[ACTION ITEM]
After finding the line that contains "the given ID." in the entries below, retype it and every following line precisely, the last included.

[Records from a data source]
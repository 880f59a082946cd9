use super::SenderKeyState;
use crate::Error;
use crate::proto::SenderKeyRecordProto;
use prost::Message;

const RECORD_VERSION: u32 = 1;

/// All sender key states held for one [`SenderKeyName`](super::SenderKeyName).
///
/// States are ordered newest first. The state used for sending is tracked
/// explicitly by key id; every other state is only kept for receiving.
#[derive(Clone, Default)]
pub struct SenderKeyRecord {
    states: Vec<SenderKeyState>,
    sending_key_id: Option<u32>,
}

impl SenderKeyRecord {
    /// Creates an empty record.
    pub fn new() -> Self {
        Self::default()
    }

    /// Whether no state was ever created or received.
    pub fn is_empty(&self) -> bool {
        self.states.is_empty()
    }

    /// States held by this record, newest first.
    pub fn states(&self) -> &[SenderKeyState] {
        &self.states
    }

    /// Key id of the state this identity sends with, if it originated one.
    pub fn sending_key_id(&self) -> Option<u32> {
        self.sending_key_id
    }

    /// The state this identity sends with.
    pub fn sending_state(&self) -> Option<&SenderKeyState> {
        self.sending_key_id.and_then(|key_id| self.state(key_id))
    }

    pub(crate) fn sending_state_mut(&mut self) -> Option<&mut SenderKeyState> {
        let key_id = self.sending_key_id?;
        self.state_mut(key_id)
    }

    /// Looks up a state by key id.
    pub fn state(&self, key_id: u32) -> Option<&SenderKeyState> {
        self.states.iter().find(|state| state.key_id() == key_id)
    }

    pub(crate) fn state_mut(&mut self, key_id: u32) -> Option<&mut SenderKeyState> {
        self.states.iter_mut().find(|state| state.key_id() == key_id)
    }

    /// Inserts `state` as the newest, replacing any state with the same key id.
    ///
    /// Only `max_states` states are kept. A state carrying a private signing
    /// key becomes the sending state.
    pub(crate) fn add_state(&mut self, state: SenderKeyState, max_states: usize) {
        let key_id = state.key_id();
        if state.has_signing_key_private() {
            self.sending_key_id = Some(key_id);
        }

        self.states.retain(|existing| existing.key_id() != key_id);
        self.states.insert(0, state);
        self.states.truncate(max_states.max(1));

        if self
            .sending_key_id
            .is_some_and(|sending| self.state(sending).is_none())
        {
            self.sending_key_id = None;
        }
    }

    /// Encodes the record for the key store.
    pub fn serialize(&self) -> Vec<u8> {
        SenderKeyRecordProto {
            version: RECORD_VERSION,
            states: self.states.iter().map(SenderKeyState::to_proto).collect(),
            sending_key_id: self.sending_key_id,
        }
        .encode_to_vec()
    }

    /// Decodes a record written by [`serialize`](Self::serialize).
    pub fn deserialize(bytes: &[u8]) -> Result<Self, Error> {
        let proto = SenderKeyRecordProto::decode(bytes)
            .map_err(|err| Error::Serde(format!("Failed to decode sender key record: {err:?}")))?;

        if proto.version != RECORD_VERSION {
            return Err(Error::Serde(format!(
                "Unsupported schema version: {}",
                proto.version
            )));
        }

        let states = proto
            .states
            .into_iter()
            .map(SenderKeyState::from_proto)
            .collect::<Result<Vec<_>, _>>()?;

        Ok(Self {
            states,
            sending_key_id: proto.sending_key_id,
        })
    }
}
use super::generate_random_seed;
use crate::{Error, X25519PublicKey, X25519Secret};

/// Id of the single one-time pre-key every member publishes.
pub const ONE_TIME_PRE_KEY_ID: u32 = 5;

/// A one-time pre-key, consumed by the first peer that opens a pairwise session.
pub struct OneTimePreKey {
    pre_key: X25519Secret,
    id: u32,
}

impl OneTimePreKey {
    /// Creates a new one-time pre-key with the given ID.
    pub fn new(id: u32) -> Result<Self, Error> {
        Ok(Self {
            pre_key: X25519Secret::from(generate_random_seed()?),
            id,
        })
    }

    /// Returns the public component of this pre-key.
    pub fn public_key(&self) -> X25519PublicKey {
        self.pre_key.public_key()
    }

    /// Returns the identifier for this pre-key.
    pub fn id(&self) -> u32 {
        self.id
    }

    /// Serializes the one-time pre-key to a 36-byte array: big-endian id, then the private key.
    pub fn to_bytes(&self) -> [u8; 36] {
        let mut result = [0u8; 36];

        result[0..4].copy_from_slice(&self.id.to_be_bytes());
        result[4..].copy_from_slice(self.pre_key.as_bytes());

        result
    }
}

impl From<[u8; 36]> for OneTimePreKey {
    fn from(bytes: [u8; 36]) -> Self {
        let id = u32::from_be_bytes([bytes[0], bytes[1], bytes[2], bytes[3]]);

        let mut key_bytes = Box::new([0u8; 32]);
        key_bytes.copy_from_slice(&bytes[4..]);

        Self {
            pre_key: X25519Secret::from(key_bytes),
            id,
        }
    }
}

[WRITTEN RESPONSE]
    /// Creates a new one-time pre-key with the given ID.
    pub fn new(id: u32) -> Result<Self, Error> {
        Ok(Self {
            pre_key: X25519Secret::from(generate_random_seed()?),
            id,
        })
    }

    /// Returns the public component of this pre-key.
    pub fn public_key(&self) -> X25519PublicKey {
        self.pre_key.public_key()
    }

    /// Returns the identifier for this pre-key.
    pub fn id(&self) -> u32 {
        self.id
    }

    /// Serializes the one-time pre-key to a 36-byte array: big-endian id, then the private key.
    pub fn to_bytes(&self) -> [u8; 36] {
        let mut result = [0u8; 36];

        result[0..4].copy_from_slice(&self.id.to_be_bytes());
        result[4..].copy_from_slice(self.pre_key.as_bytes());

        result
    }
}

impl From<[u8; 36]> for OneTimePreKey {
    fn from(bytes: [u8; 36]) -> Self {
        let id = u32::from_be_bytes([bytes[0], bytes[1], bytes[2], bytes[3]]);

        let mut key_bytes = Box::new([0u8; 32]);
        key_bytes.copy_from_slice(&bytes[4..]);

        Self {
            pre_key: X25519Secret::from(key_bytes),
            id,
        }
    }
}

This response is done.